Regression Testing

Goal

Regression tests validate that a program still produces "correct" output after the program has been updated.  A common form of regression testing compares the System.out output of a run to a known correct output.  Many of our Java programs benefit from such tests.  JUnit is a standard for regression testing.

Problem

The problem is that JUnit is largely designed as a test harness to create input to a method and to capture the output of a method call and compare it to the correct results.  You need to do more when the output to be captured is via System.out.

Solution Regression Testing System.out

Here is how to create these tests. The instructions below are targeted for NetBeans, but can be used for other IDEs as well.  You will need the following JAR file and if you are interested, its Java code:

In NetBeans, create a JUnit file: 

Now, transform the test that was generated, which might look like this:

public void testMain() {
System.out.println("main");

String[] args = null;
Main.main(args);

// TODO review the generated test code and remove the default call to fail.
fail("The test case is a prototype.");
}

to:  

public void testMain() {
RegTest.Utility.redirectStdOut("out.txt"); // redirects standard out to file "out.txt" String[] args = null; Main.main(args); RegTest.Utility.validate("out.txt", "correctOut.txt", false); // test passes if files are equal }  

where "out.txt" is the name of the file to which all System.out is to be written, and "correctOut.txt" is the name of the file that contains the correct output against which the "out.txt" is compared.  "false" means don't sort the files before comparing -- sorting is useful if the order in which lines are output does not matter.

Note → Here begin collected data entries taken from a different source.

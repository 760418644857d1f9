//! 内置提供者：list_projects 与 help

use std::sync::Arc;

use async_trait::async_trait;
use serde_json::json;

use crate::actions::{ActionOutcome, ActionProvider};
use crate::core::AgentError;
use crate::intent::{ActionKind, Intent, CATALOG};
use crate::resources::ResourceCatalog;

pub struct ListProjectsProvider {
    catalog: Arc<dyn ResourceCatalog>,
}

impl ListProjectsProvider {
    pub fn new(catalog: Arc<dyn ResourceCatalog>) -> Self {
        Self { catalog }
    }
}

#[async_trait]
impl ActionProvider for ListProjectsProvider {
    fn tag(&self) -> &str {
        ActionKind::ListProjects.as_str()
    }

    async fn execute(&self, _intent: &Intent) -> Result<ActionOutcome, AgentError> {
        let projects = self.catalog.list().await;
        if projects.is_empty() {
            return Ok(ActionOutcome::success("No projects configured.").with_data(json!([])));
        }
        Ok(ActionOutcome::success(format!("Available projects: {}", projects.join(", ")))
            .with_data(json!(projects)))
    }
}

pub struct HelpProvider;

#[async_trait]
impl ActionProvider for HelpProvider {
    fn tag(&self) -> &str {
        ActionKind::Help.as_str()
    }

    async fn execute(&self, _intent: &Intent) -> Result<ActionOutcome, AgentError> {
        let mut lines = vec!["I can:".to_string()];
        lines.extend(
            CATALOG
                .iter()
                .filter(|spec| spec.kind != ActionKind::Help)
                .map(|spec| format!("  - {} ({})", spec.summary, spec.kind.as_str())),
        );
        lines.push("Try: \"run tests on <project> then export the report as pdf\".".to_string());
        Ok(ActionOutcome::success(lines.join("\n")))
    }
}
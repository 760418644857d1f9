//! 步骤描述与风险提示
//!
//! 描述只由动作标签与已解析的参数生成，不采用模型给出的措辞，保证同一计划每次显示一致。

use serde_json::Value;

use crate::intent::{ActionKind, ParamMap, RESOURCE_PARAM};

fn text<'a>(params: &'a ParamMap, key: &str) -> Option<&'a str> {
    params.get(key).and_then(Value::as_str)
}

fn int(params: &ParamMap, key: &str) -> Option<i64> {
    params.get(key).and_then(Value::as_i64)
}

fn flag(params: &ParamMap, key: &str) -> bool {
    params.get(key).and_then(Value::as_bool).unwrap_or(false)
}

fn run_suffix(params: &ParamMap) -> String {
    match int(params, "run_number") {
        Some(run) => format!(" (run {run})"),
        None => " (latest run)".to_string(),
    }
}

pub fn describe_action(action: ActionKind, params: &ParamMap) -> String {
    let project = text(params, RESOURCE_PARAM).unwrap_or("?");
    match action {
        ActionKind::RunTests => {
            let mut details = Vec::new();
            if let Some(mode) = text(params, "mode") {
                details.push(format!("mode {mode}"));
            }
            if let Some(filter) = text(params, "test_filter").filter(|f| *f != "pending") {
                details.push(format!("{filter} tests"));
            }
            if let Some(id) = text(params, "test_id") {
                details.push(format!("test {id}"));
            }
            if let Some(Value::Array(ids)) = params.get("test_ids") {
                let ids: Vec<&str> = ids.iter().filter_map(Value::as_str).collect();
                details.push(format!("tests {}", ids.join(", ")));
            }
            if let Some(limit) = int(params, "test_limit") {
                details.push(format!("limit {limit}"));
            }
            if flag(params, "single_turn") {
                details.push("single turn".to_string());
            }
            if flag(params, "cloud") {
                details.push("cloud".to_string());
            }
            if flag(params, "new_run") {
                details.push("new run".to_string());
            }
            if details.is_empty() {
                format!("Run tests on {project}")
            } else {
                format!("Run tests on {project} ({})", details.join(", "))
            }
        }
        ActionKind::ExportReport => {
            let format = text(params, "export_format").unwrap_or("html");
            format!("Export {format} report for {project}{}", run_suffix(params))
        }
        ActionKind::CompareRuns => match (int(params, "run_a"), int(params, "run_b")) {
            (Some(a), Some(b)) => format!("Compare runs {a} and {b} of {project}"),
            _ => format!("Compare the last two runs of {project}"),
        },
        ActionKind::ShowRegressions => format!("Show regressions in {project}{}", run_suffix(params)),
        ActionKind::DetectFlaky => format!("Detect flaky tests in {project}"),
        ActionKind::ShowStatus => match text(params, RESOURCE_PARAM) {
            Some(p) => match int(params, "run_number") {
                Some(run) => format!("Show status of {p} run {run}"),
                None => format!("Show status of {p}"),
            },
            None => "Show status of all projects".to_string(),
        },
        ActionKind::ShowPerformance => match text(params, RESOURCE_PARAM) {
            Some(p) => format!("Show performance of {p}{}", run_suffix(params)),
            None => "Show performance of all projects".to_string(),
        },
        ActionKind::HealthCheck => match text(params, RESOURCE_PARAM) {
            Some(p) => format!("Check service health for {p}"),
            None => "Check service health".to_string(),
        },
        ActionKind::CancelPipeline => format!("Cancel pipeline of {project}{}", run_suffix(params)),
        ActionKind::ListProjects => "List available projects".to_string(),
        ActionKind::CreateProject => match text(params, "name") {
            Some(name) => format!("Create project {name}"),
            None => "Create a new project".to_string(),
        },
        ActionKind::Help => "Show help".to_string(),
        ActionKind::Unknown => "Unknown action".to_string(),
    }
}

/// 需要用户留意的副作用
pub fn warnings_for(action: ActionKind, params: &ParamMap) -> Vec<String> {
    let mut warnings = Vec::new();
    if flag(params, "cloud") {
        warnings.push("executes in a remote environment (CI)".to_string());
    }
    if flag(params, "new_run") {
        warnings.push("creates a new persistent test run".to_string());
    }
    match action {
        ActionKind::CancelPipeline => warnings.push("cancels a running remote pipeline".to_string()),
        ActionKind::CreateProject => warnings.push("creates a new persistent record".to_string()),
        _ => {}
    }
    warnings
}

To execute a test program in NetBeans: Run-> TestProject.

Note: this jar file requires the use of a JUnit jar file, which you can get here.

Regression Testing Other Output Files

Sometimes programs produce file output, in addition to terminal output.  You want to check the contents of these files too in regression testing.  Use the same testing harness (routines above) except with different calls.  Simply use one or more calls to RegTest.Utility.validate() to compare outputted files with their correct counterparts.  You don't need to use RegTest.Utility.redirectStdOut() if you are not interested in capturing standard out output.  So the general format of a test is:

// this call is optional -- use only if you want to capture standard out
RegTest.Utility.redirectStdOut("stdout.txt"); (place output in file "stdout.txt")

{run program};

// now for every file that is produced, you can compare it to its correct output:
RegTest.Utility.validate("stdout.txt", "correctStdOut.txt", false); (false means don't sort before comparing files)
RegTest.Utility.validate("A.txt", "correctA.txt", true); (true means sort both files before comparing)
RegTest.Utility.validate("B.txt", "correctB.txt", true);

Advice

Generally, you may not know the correct output of your program.  What can do in such circumstances is to run the program, collect its output, and manually check to see if the output is correct. Once it is correct, you can simply rename the output file as "correct", and use it in your tests above.  Remember: when you are performing multiple tests, NetBeans will simply count the number of tests that have succeeded and failed.  So looking at any output files that may have been built along the way won't help you (as you won't know from which test the file was produced).  By developing and debugging tests one at a time, and finding their correct output, you'll save yourself a lot of headaches.